▸ Extracted records:
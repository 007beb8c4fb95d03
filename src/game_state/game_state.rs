//! Central game aggregate.
//!
//! `GameState` owns the authoritative board plus every piece of derived
//! state: side to move, castling rights, en-passant target, clocks, and the
//! append-only move history. It is only ever mutated through `apply_move`,
//! which swaps in a fully-built successor state, so a rejected move can
//! never leave a partial update behind. All read accessors hand out owned
//! copies.

use crate::errors::ChessResult;
use crate::game_state::board::Board;
use crate::game_state::chess_rules::STARTING_POSITION_FEN;
use crate::game_state::chess_types::{CastlingRights, Color, Move, Piece, Square};
use crate::move_generation::attack_checks::is_king_in_check;
use crate::move_generation::legal_move_apply;
use crate::move_generation::legal_move_filter;
use crate::move_generation::legal_move_generator;
use crate::utils::fen_generator::generate_fen;
use crate::utils::fen_parser::parse_fen;

#[derive(Debug, Clone)]
pub struct GameState {
    pub(crate) board: Board,
    pub(crate) side_to_move: Color,
    pub(crate) castling_rights: CastlingRights,
    pub(crate) en_passant_target: Option<Square>,
    pub(crate) halfmove_clock: u16,
    pub(crate) fullmove_number: u16,
    pub(crate) move_history: Vec<Move>,
}

impl GameState {
    /// Fresh game in the standard starting position.
    pub fn new_game() -> Self {
        parse_fen(STARTING_POSITION_FEN).expect("starting FEN should always parse")
    }

    /// Restore a position from FEN. The move history starts empty.
    pub fn from_fen(fen: &str) -> ChessResult<Self> {
        parse_fen(fen)
    }

    /// Serialize the current position to FEN.
    pub fn get_fen(&self) -> String {
        generate_fen(self)
    }

    /// Owned copy of the board; mutating it never affects this game.
    #[inline]
    pub fn board(&self) -> Board {
        self.board
    }

    /// Piece on `square`, copied out by value.
    #[inline]
    pub fn piece_at(&self, square: Square) -> Option<Piece> {
        self.board.piece_at(square)
    }

    #[inline]
    pub fn current_player(&self) -> Color {
        self.side_to_move
    }

    #[inline]
    pub fn castling_rights(&self) -> CastlingRights {
        self.castling_rights
    }

    #[inline]
    pub fn en_passant_target(&self) -> Option<Square> {
        self.en_passant_target
    }

    #[inline]
    pub fn halfmove_clock(&self) -> u16 {
        self.halfmove_clock
    }

    #[inline]
    pub fn fullmove_number(&self) -> u16 {
        self.fullmove_number
    }

    /// Owned copy of the move history, oldest first.
    pub fn move_history(&self) -> Vec<Move> {
        self.move_history.clone()
    }

    /// Apply `mv` for the side to move, updating every derived field
    /// atomically. See [`legal_move_apply::apply_move`] for the rejection
    /// rules.
    pub fn apply_move(&mut self, mv: &Move) -> ChessResult<()> {
        let next = legal_move_apply::apply_move(self, mv)?;
        *self = next;
        Ok(())
    }

    /// Legal destination squares for the piece on `from`.
    pub fn legal_targets(&self, from: Square) -> Vec<Square> {
        legal_move_filter::legal_targets(self, from)
    }

    /// Every legal move for `color`; empty unless `color` is on move.
    pub fn all_legal_moves(&self, color: Color) -> Vec<Move> {
        legal_move_generator::all_legal_moves(self, color)
    }

    #[inline]
    pub fn is_in_check(&self, color: Color) -> bool {
        is_king_in_check(&self.board, color)
    }

    /// Checkmate test for the side to move; `false` for the other color.
    pub fn is_checkmate(&self, color: Color) -> bool {
        if color != self.side_to_move {
            return false;
        }
        self.is_in_check(color) && self.all_legal_moves(color).is_empty()
    }

    /// Stalemate test for the side to move; `false` for the other color.
    pub fn is_stalemate(&self, color: Color) -> bool {
        if color != self.side_to_move {
            return false;
        }
        !self.is_in_check(color) && self.all_legal_moves(color).is_empty()
    }
}
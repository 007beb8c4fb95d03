//! Rook pseudo-legal target generation.

use crate::game_state::board::Board;
use crate::game_state::chess_types::{Color, Square};
use crate::moves::sliding::sliding_targets;

pub const ROOK_DIRECTIONS: [(i8, i8); 4] = [(-1, 0), (1, 0), (0, -1), (0, 1)];

#[inline]
pub fn rook_targets(board: &Board, from: Square, color: Color) -> Vec<Square> {
    sliding_targets(board, from, color, &ROOK_DIRECTIONS)
}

▸ Task:
Would you copy out exactly the lines above that start at the one containing "pub fn castling_rights(&self)" and end at the one containing "history, oldest first.", inclusive?

▸ Result:
    pub fn castling_rights(&self) -> CastlingRights {
        self.castling_rights
    }

    #[inline]
    pub fn en_passant_target(&self) -> Option<Square> {
        self.en_passant_target
    }

    #[inline]
    pub fn halfmove_clock(&self) -> u16 {
        self.halfmove_clock
    }

    #[inline]
    pub fn fullmove_number(&self) -> u16 {
        self.fullmove_number
    }

    /// Owned copy of the move history, oldest first.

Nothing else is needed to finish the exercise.